(Collected data)
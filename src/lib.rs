//! # agent-stack
//!
//! Provisions and tears down a supervisor/collaborator agent deployment on a
//! managed cloud platform.
//!
//! This library provides:
//! - Idempotent adapters for every resource the deployment needs
//! - A deployment state machine that resumes where a failed run stopped
//! - A result-collecting teardown that is safe to repeat
//! - The weather, stock and news collaborator handlers
//!
//! ## Architecture
//!
//! ```text
//!   ┌──────────────┐      ┌──────────────┐
//!   │ Orchestrator │      │   Cleanup    │
//!   └──────┬───────┘      └──────┬───────┘
//!          └──────────┬──────────┘
//!                     ▼
//!            ┌─────────────────┐     DeploymentContext
//!            │    Adapters     │◄──  (config, identity, names)
//!            └────────┬────────┘
//!                     ▼
//!            ┌─────────────────┐
//!            │  ControlPlane   │  simulator | cloud (feature "aws")
//!            └─────────────────┘
//! ```
//!
//! ## Modules
//! - `config`, `models`: environment configuration and the model catalog
//! - `names`, `context`: resource names and the per-process deployment context
//! - `provider`: raw control-plane traits and backends
//! - `adapters`: create-or-update and delete per resource family
//! - `orchestrator`, `cleanup`: deployment and teardown
//! - `collaborators`: collaborator catalog and function handlers

pub mod adapters;
pub mod cleanup;
pub mod collaborators;
pub mod config;
pub mod context;
pub mod error;
pub mod models;
pub mod names;
pub mod orchestrator;
pub mod package;
pub mod policy;
pub mod provider;
pub mod wait;

pub use cleanup::{CleanupCoordinator, CleanupReport};
pub use config::Config;
pub use context::DeploymentContext;
pub use error::{ApiError, ProvisionError};
pub use orchestrator::{DeployError, DeployStage, DeploymentPlan, DeploymentReport, Orchestrator};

### Activity
Every entry is to be repeated exactly as it stands.

### Exercise result
filename src/lib.rs
//! # agent-stack
//!
//! Provisions and tears down a supervisor/collaborator agent deployment on a
//! managed cloud platform.
//!
//! This library provides:
//! - Idempotent adapters for every resource the deployment needs
//! - A deployment state machine that resumes where a failed run stopped
//! - A result-collecting teardown that is safe to repeat
//! - The weather, stock and news collaborator handlers
//!
//! ## Architecture
//!
//! ```text
//!   ┌──────────────┐      ┌──────────────┐
//!   │ Orchestrator │      │   Cleanup    │
//!   └──────┬───────┘      └──────┬───────┘
//!          └──────────┬──────────┘
//!                     ▼
//!            ┌─────────────────┐     DeploymentContext
//!            │    Adapters     │◄──  (config, identity, names)
//!            └────────┬────────┘
//!                     ▼
//!            ┌─────────────────┐
//!            │  ControlPlane   │  simulator | cloud (feature "aws")
//!            └─────────────────┘
//! ```
//!
//! ## Modules
//! - `config`, `models`: environment configuration and the model catalog
//! - `names`, `context`: resource names and the per-process deployment context
//! - `provider`: raw control-plane traits and backends
//! - `adapters`: create-or-update and delete per resource family
//! - `orchestrator`, `cleanup`: deployment and teardown
//! - `collaborators`: collaborator catalog and function handlers

pub mod adapters;
pub mod cleanup;
pub mod collaborators;
pub mod config;
pub mod context;
pub mod error;
pub mod models;
pub mod names;
pub mod orchestrator;
pub mod package;
pub mod policy;
pub mod provider;
pub mod wait;

pub use cleanup::{CleanupCoordinator, CleanupReport};
pub use config::Config;
pub use context::DeploymentContext;
pub use error::{ApiError, ProvisionError};
pub use orchestrator::{DeployError, DeployStage, DeploymentPlan, DeploymentReport, Orchestrator};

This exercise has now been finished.